In a 1966 interview with the BBC, John Berryman, who had recently won the Pulitzer Prize for his celebrated poetry cycle 77 Dream Songs, boasted that, in the entire world, he had a total of thirty good readers. He was being interviewed at Ryan’s, his favorite Dublin pub, and he was drunk. He made big, looping motions with his hands and he slurred his words, but his voice retained its distinctive learned tenor with a curious flat accent you couldn’t quite place—New York? London? Minnesota?
He smiled beneath his feral beard. “Now I call thirty readers quite a lot,” he went on. “Don’t you think it’s quite good?
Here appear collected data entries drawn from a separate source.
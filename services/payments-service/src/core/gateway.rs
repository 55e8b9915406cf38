// /learnhub-lms/services/payments-service/src/core/gateway.rs

use async_trait::async_trait;
use reqwest::{Client, StatusCode};
use std::env;
use std::time::Duration;

use crate::{
    models::{DodoPaymentResponse, GatewayPayment, GatewayStatus},
    utils::constants::constants::GATEWAY_TIMEOUT_SECS,
    utils::error::{AppError, AppResult},
};
use super::stores::{GatewayError, PaymentGateway};

/// Read adapter untuk Dodo Payments. Satu-satunya operasi adalah status query;
/// adapter ini tidak pernah mutate state di gateway.
pub struct DodoClient {
    client: Client,
    api_key: String,
    base_url: String,
}

impl DodoClient {
    /// Initialize client dari environment
    pub fn new() -> AppResult<Self> {
        let api_key = env::var("DODO_API_KEY")
            .map_err(|_| AppError::Configuration("DODO_API_KEY not set".to_string()))?;

        let environment = env::var("DODO_ENVIRONMENT")
            .unwrap_or_else(|_| "test_mode".to_string());

        let base_url = if environment == "live_mode" {
            "https://live.dodopayments.com".to_string()
        } else {
            "https://test.dodopayments.com".to_string()
        };

        Self::from_parts(api_key, base_url)
    }

    /// Construct dengan base URL eksplisit (dipakai di tests)
    pub fn from_parts(api_key: String, base_url: String) -> AppResult<Self> {
        let client = Client::builder()
            .timeout(Duration::from_secs(GATEWAY_TIMEOUT_SECS))
            .build()
            .map_err(|e| AppError::Configuration(format!("Failed to build HTTP client: {}", e)))?;

        Ok(Self { client, api_key, base_url })
    }
}

#[async_trait]
impl PaymentGateway for DodoClient {
    async fn fetch_payment(&self, payment_id: &str) -> Result<GatewayPayment, GatewayError> {
        let response = self.client
            .get(format!("{}/payments/{}", self.base_url, payment_id))
            .bearer_auth(&self.api_key)
            .send()
            .await
            .map_err(|e| GatewayError::Unavailable(e.to_string()))?;

        if response.status() == StatusCode::NOT_FOUND {
            return Err(GatewayError::NotFound);
        }

        if !response.status().is_success() {
            let status = response.status();
            let body = response.text().await.unwrap_or_else(|_| "<no body>".to_string());
            return Err(GatewayError::Unavailable(format!(
                "gateway returned {}: {}", status, body
            )));
        }

        let payment: DodoPaymentResponse = response.json().await
            .map_err(|e| GatewayError::Unavailable(format!("invalid gateway response: {}", e)))?;

        Ok(GatewayPayment {
            payment_id: payment.payment_id.unwrap_or_else(|| payment_id.to_string()),
            status: GatewayStatus::from_str(&payment.status),
            total_amount: payment.total_amount,
            currency: payment.currency,
            metadata: payment.metadata,
        })
    }
}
I’m impressed!” He peered at his drinking companion through his trademark horn-rimmed glasses. “Have you got thirty readers?”
“I haven’t got three readers,” his companion, the English poet and critic A. Alvarez, answered.
Berryman’s head tottered on his narrow shoulders. “Well, then, I’ve been boasting,” he said. “Thirty is too many. That’s a lie. Maybe I have eight. Does that make you feel better?”
“That makes me feel much more cheerful,” Alvarez replied.
Berryman took a drag on his cigarette. “OK, eight,” he said. “But those people are awfully bright.”
Read on at MSP Mag.
“Dream Song 29” by John Berryman
There sat down, once, a thing on Henry’s heart
só heavy, if he had a hundred years
& more, & weeping, sleepless, in all them time
Henry could not make good.
Starts again always in Henry’s ears
the little cough somewhere, an odour, a chime.
And there is another thing he has in mind
like a grave Sienese face a thousand years
would fail to blur the still profiled reproach of. Ghastly,
with open eyes, he attends, blind.
All the bells say: too late. This is not for tears;
thinking.
But never did Henry, as he thought he did,
end anyone and hacks her body up
and hide the pieces, where they may be found.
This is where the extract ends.